What this task involves ->
Scan the records below and say how many lines include the word "output", giving no other text.

Dataset entries:
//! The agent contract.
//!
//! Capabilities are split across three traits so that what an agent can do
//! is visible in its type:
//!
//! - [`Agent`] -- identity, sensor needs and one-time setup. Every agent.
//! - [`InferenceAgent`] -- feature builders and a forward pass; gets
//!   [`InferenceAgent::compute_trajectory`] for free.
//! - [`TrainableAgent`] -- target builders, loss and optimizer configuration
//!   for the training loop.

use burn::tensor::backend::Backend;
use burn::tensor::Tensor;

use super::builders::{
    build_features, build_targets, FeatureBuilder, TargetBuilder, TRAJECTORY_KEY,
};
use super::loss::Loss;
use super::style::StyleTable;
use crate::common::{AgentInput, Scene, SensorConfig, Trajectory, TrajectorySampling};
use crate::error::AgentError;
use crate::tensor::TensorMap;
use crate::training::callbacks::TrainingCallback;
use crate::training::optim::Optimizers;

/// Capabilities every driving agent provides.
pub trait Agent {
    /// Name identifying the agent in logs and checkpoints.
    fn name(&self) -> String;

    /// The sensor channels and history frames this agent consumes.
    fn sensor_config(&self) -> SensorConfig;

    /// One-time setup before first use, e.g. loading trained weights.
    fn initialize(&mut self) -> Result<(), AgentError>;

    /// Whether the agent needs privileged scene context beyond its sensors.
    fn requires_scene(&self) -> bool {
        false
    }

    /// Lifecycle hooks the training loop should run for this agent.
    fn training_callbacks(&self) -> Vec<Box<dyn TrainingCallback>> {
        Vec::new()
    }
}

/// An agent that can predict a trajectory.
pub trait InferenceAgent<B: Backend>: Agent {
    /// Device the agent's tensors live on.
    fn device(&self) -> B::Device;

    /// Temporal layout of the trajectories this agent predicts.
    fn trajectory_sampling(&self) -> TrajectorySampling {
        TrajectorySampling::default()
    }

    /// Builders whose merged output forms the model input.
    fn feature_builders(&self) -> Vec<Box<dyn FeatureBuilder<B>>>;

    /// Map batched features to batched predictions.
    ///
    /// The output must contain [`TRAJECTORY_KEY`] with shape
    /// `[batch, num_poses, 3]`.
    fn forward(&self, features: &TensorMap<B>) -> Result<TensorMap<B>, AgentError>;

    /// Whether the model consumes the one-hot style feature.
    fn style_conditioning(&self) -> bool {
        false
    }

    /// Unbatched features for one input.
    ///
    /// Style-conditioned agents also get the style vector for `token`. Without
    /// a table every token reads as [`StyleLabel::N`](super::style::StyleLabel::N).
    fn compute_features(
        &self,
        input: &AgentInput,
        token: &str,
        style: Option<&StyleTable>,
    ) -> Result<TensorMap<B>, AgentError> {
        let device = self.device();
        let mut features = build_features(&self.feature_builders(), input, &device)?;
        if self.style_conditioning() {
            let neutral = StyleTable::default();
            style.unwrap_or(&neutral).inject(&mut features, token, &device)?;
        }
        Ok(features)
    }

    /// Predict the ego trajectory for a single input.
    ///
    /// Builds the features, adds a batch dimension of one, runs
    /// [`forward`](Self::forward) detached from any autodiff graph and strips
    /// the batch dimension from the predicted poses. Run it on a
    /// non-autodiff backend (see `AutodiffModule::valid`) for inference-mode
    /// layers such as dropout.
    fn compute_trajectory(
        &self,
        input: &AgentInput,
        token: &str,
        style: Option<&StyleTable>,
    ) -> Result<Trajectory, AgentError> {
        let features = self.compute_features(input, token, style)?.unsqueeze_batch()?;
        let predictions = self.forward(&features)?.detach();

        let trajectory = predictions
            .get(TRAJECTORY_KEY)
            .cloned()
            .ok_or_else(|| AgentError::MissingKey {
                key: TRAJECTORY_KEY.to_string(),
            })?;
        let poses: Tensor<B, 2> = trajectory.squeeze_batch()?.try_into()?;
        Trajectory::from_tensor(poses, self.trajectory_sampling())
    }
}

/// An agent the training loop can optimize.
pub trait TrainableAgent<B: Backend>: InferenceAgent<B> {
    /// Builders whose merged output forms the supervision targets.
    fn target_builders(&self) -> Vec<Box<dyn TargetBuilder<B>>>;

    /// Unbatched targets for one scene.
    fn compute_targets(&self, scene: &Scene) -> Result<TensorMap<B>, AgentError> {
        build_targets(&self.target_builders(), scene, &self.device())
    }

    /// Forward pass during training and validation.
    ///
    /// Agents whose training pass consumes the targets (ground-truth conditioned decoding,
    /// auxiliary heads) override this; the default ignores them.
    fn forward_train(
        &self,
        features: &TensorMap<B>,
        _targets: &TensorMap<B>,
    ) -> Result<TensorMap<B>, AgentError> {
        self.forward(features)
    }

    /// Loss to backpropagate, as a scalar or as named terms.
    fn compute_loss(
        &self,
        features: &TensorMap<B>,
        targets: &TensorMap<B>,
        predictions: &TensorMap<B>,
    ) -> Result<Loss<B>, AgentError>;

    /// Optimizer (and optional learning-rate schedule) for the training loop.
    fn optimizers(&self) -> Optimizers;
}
==
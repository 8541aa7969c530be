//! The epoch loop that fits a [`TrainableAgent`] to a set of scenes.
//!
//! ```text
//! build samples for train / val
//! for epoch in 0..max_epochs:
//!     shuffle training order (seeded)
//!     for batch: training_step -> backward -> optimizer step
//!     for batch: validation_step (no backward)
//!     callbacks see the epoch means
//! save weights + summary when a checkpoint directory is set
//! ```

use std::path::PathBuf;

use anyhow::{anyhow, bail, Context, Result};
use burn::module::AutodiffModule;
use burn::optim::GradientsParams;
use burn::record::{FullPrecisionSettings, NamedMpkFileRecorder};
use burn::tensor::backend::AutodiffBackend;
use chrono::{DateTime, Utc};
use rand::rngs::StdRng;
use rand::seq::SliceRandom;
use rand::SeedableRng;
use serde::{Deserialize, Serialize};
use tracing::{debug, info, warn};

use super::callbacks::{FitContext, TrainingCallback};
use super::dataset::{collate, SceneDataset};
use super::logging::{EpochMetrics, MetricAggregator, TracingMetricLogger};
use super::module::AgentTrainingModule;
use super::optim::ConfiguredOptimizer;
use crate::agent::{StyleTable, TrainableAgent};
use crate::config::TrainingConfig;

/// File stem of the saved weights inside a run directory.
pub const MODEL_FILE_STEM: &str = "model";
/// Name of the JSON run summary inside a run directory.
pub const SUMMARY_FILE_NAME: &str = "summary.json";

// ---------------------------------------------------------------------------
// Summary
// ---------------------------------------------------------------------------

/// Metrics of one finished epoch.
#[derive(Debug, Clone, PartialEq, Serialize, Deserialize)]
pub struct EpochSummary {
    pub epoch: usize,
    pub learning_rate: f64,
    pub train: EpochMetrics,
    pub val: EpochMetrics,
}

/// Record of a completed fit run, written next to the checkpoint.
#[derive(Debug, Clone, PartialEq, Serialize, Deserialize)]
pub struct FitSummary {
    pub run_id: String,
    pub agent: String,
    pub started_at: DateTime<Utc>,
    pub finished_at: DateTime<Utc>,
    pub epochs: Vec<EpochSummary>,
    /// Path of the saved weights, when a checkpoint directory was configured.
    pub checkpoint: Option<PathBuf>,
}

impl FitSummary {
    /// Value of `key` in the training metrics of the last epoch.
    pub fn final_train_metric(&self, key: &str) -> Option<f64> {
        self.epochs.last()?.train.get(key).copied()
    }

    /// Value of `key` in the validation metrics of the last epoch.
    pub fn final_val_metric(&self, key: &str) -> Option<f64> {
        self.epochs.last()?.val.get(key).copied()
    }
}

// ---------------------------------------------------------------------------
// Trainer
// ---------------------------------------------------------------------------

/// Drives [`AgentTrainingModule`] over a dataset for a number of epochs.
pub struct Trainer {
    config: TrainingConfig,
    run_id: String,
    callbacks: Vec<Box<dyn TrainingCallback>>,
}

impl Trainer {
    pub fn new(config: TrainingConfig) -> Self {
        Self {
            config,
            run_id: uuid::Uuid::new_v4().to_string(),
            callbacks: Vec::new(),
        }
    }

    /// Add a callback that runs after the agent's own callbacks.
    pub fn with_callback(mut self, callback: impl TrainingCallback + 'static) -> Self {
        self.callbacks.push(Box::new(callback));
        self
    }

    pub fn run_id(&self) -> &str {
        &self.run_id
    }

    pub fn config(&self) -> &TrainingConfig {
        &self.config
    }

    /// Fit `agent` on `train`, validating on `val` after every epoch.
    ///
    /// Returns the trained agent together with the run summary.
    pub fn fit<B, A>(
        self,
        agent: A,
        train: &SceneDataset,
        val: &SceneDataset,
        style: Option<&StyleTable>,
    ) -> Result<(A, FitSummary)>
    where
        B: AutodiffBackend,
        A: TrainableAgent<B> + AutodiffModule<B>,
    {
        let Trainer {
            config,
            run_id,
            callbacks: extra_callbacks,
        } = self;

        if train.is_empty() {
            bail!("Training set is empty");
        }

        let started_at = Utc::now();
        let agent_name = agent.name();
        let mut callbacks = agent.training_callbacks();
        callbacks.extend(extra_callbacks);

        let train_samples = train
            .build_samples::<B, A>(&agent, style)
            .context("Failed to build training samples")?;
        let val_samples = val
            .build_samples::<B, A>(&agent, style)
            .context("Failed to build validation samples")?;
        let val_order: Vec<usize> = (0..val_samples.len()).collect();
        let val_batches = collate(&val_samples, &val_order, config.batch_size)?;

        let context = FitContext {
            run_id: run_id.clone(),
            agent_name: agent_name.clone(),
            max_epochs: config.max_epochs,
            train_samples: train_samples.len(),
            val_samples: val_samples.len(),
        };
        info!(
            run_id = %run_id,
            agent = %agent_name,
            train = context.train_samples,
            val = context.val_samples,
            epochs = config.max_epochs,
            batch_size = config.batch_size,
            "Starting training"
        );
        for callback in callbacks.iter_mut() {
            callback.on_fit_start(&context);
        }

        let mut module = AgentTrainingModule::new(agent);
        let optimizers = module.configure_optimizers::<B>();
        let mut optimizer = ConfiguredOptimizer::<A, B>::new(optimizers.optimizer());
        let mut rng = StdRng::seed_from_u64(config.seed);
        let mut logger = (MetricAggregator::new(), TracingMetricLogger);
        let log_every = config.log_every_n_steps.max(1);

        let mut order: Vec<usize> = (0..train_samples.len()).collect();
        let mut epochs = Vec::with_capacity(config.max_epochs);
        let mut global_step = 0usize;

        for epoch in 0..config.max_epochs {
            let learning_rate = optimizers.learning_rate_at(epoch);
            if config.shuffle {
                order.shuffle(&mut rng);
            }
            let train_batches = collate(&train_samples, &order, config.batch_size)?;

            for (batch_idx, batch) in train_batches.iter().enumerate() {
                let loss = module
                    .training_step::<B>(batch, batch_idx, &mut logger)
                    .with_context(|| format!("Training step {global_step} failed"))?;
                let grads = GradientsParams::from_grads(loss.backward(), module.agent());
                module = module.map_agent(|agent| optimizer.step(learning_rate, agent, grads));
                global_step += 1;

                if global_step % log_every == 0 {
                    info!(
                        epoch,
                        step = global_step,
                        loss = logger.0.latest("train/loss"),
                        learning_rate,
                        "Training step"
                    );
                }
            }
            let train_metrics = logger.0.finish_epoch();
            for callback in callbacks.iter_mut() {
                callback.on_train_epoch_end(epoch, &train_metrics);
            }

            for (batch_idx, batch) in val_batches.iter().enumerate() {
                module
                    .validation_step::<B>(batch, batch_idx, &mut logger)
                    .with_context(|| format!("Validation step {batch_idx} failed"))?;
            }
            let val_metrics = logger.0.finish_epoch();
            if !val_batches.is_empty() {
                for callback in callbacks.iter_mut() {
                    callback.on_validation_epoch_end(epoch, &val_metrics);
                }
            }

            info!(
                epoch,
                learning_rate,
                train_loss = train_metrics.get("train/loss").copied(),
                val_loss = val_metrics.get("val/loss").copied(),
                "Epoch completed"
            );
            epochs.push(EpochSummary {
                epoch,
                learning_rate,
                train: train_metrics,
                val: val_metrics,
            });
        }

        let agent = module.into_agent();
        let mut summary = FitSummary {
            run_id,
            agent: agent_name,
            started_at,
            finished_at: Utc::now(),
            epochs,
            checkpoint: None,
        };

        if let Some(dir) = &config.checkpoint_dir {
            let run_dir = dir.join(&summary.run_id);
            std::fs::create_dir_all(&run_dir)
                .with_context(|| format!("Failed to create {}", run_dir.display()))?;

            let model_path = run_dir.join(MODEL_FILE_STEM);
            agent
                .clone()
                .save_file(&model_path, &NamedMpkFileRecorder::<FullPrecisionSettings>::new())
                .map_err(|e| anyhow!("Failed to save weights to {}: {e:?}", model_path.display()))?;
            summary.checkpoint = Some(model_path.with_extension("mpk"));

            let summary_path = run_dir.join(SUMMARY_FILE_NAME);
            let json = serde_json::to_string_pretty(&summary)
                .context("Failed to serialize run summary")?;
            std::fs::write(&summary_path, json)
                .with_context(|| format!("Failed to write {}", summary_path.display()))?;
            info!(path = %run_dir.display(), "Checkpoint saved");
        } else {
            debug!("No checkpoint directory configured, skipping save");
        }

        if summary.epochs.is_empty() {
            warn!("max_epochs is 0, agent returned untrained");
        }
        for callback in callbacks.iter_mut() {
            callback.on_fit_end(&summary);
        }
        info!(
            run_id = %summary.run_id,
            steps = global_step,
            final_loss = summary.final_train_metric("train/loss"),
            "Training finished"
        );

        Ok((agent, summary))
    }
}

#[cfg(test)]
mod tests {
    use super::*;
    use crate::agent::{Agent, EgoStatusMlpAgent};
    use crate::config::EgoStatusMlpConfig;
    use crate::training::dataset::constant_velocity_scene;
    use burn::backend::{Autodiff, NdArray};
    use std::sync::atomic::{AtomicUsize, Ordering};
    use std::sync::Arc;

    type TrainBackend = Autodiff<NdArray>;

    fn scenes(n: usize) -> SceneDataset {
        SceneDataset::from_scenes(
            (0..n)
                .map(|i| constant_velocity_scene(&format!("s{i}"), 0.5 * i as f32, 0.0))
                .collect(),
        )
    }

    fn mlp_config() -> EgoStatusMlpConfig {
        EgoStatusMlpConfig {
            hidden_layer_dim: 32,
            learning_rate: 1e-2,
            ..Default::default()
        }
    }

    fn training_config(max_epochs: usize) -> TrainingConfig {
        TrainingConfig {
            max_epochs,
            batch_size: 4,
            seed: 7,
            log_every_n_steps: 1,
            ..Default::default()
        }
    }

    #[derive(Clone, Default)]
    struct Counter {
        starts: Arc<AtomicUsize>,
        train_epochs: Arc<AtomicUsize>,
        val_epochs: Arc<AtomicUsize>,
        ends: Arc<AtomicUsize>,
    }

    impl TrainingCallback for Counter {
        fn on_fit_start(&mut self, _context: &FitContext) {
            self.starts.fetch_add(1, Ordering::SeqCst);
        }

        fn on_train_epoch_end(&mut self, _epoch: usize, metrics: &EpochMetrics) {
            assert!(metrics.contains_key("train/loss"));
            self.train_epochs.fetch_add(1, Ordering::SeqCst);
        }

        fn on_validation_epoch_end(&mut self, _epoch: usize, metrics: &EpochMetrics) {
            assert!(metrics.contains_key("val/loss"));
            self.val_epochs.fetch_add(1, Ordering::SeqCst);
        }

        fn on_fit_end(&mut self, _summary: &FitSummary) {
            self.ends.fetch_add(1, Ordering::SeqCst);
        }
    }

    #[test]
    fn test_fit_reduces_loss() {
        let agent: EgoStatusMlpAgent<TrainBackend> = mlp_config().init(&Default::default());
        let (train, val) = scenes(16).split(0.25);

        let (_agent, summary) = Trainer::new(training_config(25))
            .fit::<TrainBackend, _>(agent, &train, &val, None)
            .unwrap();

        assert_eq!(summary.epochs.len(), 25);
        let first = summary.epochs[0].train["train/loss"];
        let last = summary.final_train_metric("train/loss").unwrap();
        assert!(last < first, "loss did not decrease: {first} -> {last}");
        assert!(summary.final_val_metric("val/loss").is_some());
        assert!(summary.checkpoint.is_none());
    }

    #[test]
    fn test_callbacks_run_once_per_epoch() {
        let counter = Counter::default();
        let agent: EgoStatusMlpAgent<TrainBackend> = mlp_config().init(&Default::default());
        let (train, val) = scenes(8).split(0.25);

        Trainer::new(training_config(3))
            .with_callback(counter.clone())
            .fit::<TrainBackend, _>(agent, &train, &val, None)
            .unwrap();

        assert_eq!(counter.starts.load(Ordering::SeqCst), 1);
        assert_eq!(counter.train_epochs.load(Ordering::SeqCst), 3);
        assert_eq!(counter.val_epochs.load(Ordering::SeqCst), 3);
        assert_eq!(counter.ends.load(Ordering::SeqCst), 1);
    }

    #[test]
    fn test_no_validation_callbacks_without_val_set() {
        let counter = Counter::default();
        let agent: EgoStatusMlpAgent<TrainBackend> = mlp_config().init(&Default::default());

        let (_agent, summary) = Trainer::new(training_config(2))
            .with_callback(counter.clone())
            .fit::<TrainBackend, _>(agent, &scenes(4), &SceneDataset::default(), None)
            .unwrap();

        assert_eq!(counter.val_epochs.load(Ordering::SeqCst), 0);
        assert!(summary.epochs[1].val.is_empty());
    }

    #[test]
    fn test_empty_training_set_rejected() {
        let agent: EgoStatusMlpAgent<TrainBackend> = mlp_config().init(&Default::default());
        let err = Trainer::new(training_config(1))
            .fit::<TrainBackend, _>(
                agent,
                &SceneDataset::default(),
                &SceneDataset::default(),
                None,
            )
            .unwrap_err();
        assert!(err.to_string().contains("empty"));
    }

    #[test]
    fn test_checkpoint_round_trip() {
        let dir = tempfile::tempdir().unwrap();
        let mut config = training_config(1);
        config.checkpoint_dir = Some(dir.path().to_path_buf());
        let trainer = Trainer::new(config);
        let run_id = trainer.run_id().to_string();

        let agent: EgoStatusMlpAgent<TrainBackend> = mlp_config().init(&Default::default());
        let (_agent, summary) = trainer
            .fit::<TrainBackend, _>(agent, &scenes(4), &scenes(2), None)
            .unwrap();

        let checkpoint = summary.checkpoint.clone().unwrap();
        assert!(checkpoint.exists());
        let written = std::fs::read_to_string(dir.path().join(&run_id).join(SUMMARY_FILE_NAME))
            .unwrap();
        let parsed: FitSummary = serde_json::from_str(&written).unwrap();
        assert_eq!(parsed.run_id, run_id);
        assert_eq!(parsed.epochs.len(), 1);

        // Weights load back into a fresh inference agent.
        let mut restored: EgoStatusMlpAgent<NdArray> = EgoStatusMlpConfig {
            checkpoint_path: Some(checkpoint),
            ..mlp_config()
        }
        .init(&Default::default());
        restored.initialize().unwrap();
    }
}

Problem solution ->
3